Feature/cache expiration #31785

gsantoro · 2022-05-31T15:09:45Z

What does this PR do?

Make the internal cache PerfMetricsCache used by various metricsets in the module kubernetes in metricbeat to never expire. This avoid missing metrics or calculating incorrect metrics as explained in this issue #31778.

This PR dynamically changes the timeout of the internal cache PerfMetricsCache in the kubernetes module so that it's always larger than the scraping period set by the users in the configs. In particular, the cache timeout is always set to 2x the largest period setting for any of the metricsets.

Why is it important?

It fixes a bug reported by a customer in an SDH that prevented some metrics like kubernetes.container.cpu.usage.limit.pct from being populated.

A customer first reported this issue when setting in the kubernetes module settings a period to be 15 minutes. This bug was caused by the cache timeout to be hardcoded in code to 2 minutes.

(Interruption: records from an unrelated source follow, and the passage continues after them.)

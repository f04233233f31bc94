use serde::{Deserialize, Serialize};
use utoipa::ToSchema;

/// Well-known account roles, ordered by privilege.
#[derive(Debug, Clone, Copy, Eq, PartialEq, Ord, PartialOrd, Hash, Serialize, Deserialize, ToSchema)]
pub enum RoleName {
    User,
    Instructor,
    Admin,
}

impl RoleName {
    /// Indicates whether users with this role can manage catalog content
    /// (courses, sections, videos).
    pub fn can_manage_content(self) -> bool {
        self >= RoleName::Instructor
    }

    pub fn is_admin(self) -> bool {
        self == RoleName::Admin
    }

    pub const ALL: [RoleName; 3] = [RoleName::User, RoleName::Instructor, RoleName::Admin];
}

impl std::default::Default for RoleName {
    fn default() -> Self {
        RoleName::User
    }
}

impl std::fmt::Display for RoleName {
    fn fmt(&self, f: &mut std::fmt::Formatter<'_>) -> std::fmt::Result {
        match self {
            RoleName::User => write!(f, "User"),
            RoleName::Instructor => write!(f, "Instructor"),
            RoleName::Admin => write!(f, "Admin"),
        }
    }
}

impl std::str::FromStr for RoleName {
    type Err = ();

    fn from_str(s: &str) -> Result<Self, Self::Err> {
        match s {
            "User" => Ok(RoleName::User),
            "Instructor" => Ok(RoleName::Instructor),
            "Admin" => Ok(RoleName::Admin),
            _ => Err(()),
        }
    }
}

#[cfg(test)]
mod tests {
    use super::*;

    #[test]
    fn privilege_ordering() {
        assert!(RoleName::User < RoleName::Instructor);
        assert!(RoleName::Instructor < RoleName::Admin);
    }

    #[test]
    fn content_management_gate() {
        assert!(!RoleName::User.can_manage_content());
        assert!(RoleName::Instructor.can_manage_content());
        assert!(RoleName::Admin.can_manage_content());
    }

    #[test]
    fn admin_gate() {
        assert!(RoleName::Admin.is_admin());
        assert!(!RoleName::Instructor.is_admin());
    }

    #[test]
    fn name_round_trip() {
        for role in RoleName::ALL {
            assert_eq!(role.to_string().parse::<RoleName>(), Ok(role));
        }
    }
}
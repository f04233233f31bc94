use bson::doc;
use mongodb::options::FindOptions;
use mongodb::Database;
use rocket::futures::StreamExt;
use uuid::Uuid;

use crate::assets::AssetSource;
use crate::data::filter;
use crate::resp::problem::Problem;

use super::{Video, VIDEO_COLLECTION_NAME};

pub mod problem {
    use crate::resp::problem::Problem;
    use rocket::http::Status;
    use uuid::Uuid;

    #[inline]
    pub fn not_found(id: Uuid) -> Problem {
        Problem::new_untyped(Status::NotFound, "Video doesn't exist.")
            .insert("id", id.to_string())
            .clone()
    }
}

/// Validated video fields; the route layer resolves uploads/URLs into the
/// [`AssetSource`] and durations into seconds before reaching the store.
#[derive(Debug, Clone)]
pub struct VideoCreateData {
    pub title: String,
    pub description: Option<String>,
    pub duration_secs: u32,
    pub course_id: Uuid,
    pub section_id: Uuid,
    pub order: i32,
    pub is_preview: bool,
}

#[derive(Debug, Clone, Default)]
pub struct VideoUpdateData {
    pub title: Option<String>,
    pub description: Option<String>,
    pub duration_secs: Option<u32>,
    pub section_id: Option<Uuid>,
    pub order: Option<i32>,
    pub is_preview: Option<bool>,
}

pub trait VideoDbExt {
    async fn create_video(
        &self,
        data: VideoCreateData,
        source: AssetSource,
    ) -> Result<Video, Problem>;

    async fn get_video(&self, id: Uuid) -> Result<Option<Video>, Problem>;

    /// Videos of a section in display order.
    async fn videos_by_section(&self, section_id: Uuid) -> Result<Vec<Video>, Problem>;

    async fn update_video(
        &self,
        id: Uuid,
        data: VideoUpdateData,
        source: Option<AssetSource>,
    ) -> Result<Option<Video>, Problem>;

    async fn delete_video(&self, id: Uuid) -> Result<Option<Video>, Problem>;

    /// Sets the preview flag, or toggles it when no explicit value is
    /// given.
    async fn set_preview(&self, id: Uuid, is_preview: Option<bool>)
        -> Result<Option<Video>, Problem>;

    /// Marks every video of a course previewable. Returns the number of
    /// videos affected.
    async fn unlock_course_videos(&self, course_id: Uuid) -> Result<u64, Problem>;
}

impl VideoDbExt for Database {
    async fn create_video(
        &self,
        data: VideoCreateData,
        source: AssetSource,
    ) -> Result<Video, Problem> {
        let video = Video {
            id: Uuid::new_v4(),
            title: data.title,
            description: data.description,
            duration_secs: data.duration_secs,
            source,
            course_id: data.course_id,
            section_id: data.section_id,
            order: data.order,
            is_preview: data.is_preview,
            created: chrono::Utc::now(),
        };

        self.collection::<Video>(VIDEO_COLLECTION_NAME)
            .insert_one(&video, None)
            .await
            .map_err(Problem::from)?;

        Ok(video)
    }

    async fn get_video(&self, id: Uuid) -> Result<Option<Video>, Problem> {
        self.collection(VIDEO_COLLECTION_NAME)
            .find_one(filter::by_id(id), None)
            .await
            .map_err(Problem::from)
    }

    async fn videos_by_section(&self, section_id: Uuid) -> Result<Vec<Video>, Problem> {
        let options = FindOptions::builder().sort(doc! { "order": 1 }).build();

        let mut cursor = self
            .collection::<Video>(VIDEO_COLLECTION_NAME)
            .find(filter::by_section(section_id), options)
            .await
            .map_err(Problem::from)?;

        let mut videos = vec![];
        while let Some(video) = cursor.next().await {
            match video {
                Ok(it) => videos.push(it),
                Err(_) => tracing::warn!("Unable to deserialize Video document."),
            }
        }

        Ok(videos)
    }

    async fn update_video(
        &self,
        id: Uuid,
        data: VideoUpdateData,
        source: Option<AssetSource>,
    ) -> Result<Option<Video>, Problem> {
        let mut changes = doc! {};
        if let Some(title) = data.title {
            changes.insert("title", title);
        }
        if let Some(description) = data.description {
            changes.insert("description", description);
        }
        if let Some(duration_secs) = data.duration_secs {
            changes.insert("duration_secs", duration_secs);
        }
        if let Some(section_id) = data.section_id {
            changes.insert("section_id", section_id.to_string());
        }
        if let Some(order) = data.order {
            changes.insert("order", order);
        }
        if let Some(is_preview) = data.is_preview {
            changes.insert("is_preview", is_preview);
        }
        if let Some(source) = source {
            changes.insert("source", bson::to_bson(&source).map_err(Problem::from)?);
        }

        if changes.is_empty() {
            return self.get_video(id).await;
        }

        self.collection::<Video>(VIDEO_COLLECTION_NAME)
            .find_one_and_update(
                filter::by_id(id),
                doc! { "$set": changes },
                mongodb::options::FindOneAndUpdateOptions::builder()
                    .return_document(mongodb::options::ReturnDocument::After)
                    .build(),
            )
            .await
            .map_err(Problem::from)
    }

    async fn delete_video(&self, id: Uuid) -> Result<Option<Video>, Problem> {
        self.collection(VIDEO_COLLECTION_NAME)
            .find_one_and_delete(filter::by_id(id), None)
            .await
            .map_err(Problem::from)
    }

    async fn set_preview(
        &self,
        id: Uuid,
        is_preview: Option<bool>,
    ) -> Result<Option<Video>, Problem> {
        let video = match self.get_video(id).await? {
            Some(it) => it,
            None => return Ok(None),
        };

        let value = is_preview.unwrap_or(!video.is_preview);

        self.update_video(
            id,
            VideoUpdateData {
                is_preview: Some(value),
                ..Default::default()
            },
            None,
        )
        .await
    }

    async fn unlock_course_videos(&self, course_id: Uuid) -> Result<u64, Problem> {
        let result = self
            .collection::<Video>(VIDEO_COLLECTION_NAME)
            .update_many(
                filter::by_course(course_id),
                doc! { "$set": { "is_preview": true } },
                None,
            )
            .await
            .map_err(Problem::from)?;

        Ok(result.modified_count)
    }
}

This PR fixes the missing metrics issue and make possible to set any value for period.

Checklist

My code follows the style guidelines of this project
I have commented my code, particularly in hard-to-understand areas
I have added an entry in CHANGELOG.next.asciidoc or CHANGELOG-developer.next.asciidoc.

How to test this PR locally

Configure metricbeat to have any of the period setting in the kubernetes module larger than 2 minutes. Observe the following metrics to be correctly computed (values >=0 but NOT missing):
- kubernetes.container.cpu.usage.limit.pct
- kubernetes.container.memory.usage.limit.pct
- kubernetes.pod.cpu.usage.limit.pct
- kubernetes.pod.memory.usage.limit.pct

Before the code change:
Some memory metrics for kubernetes.container.memory.usage.limit.pct are computed but most of them are missing.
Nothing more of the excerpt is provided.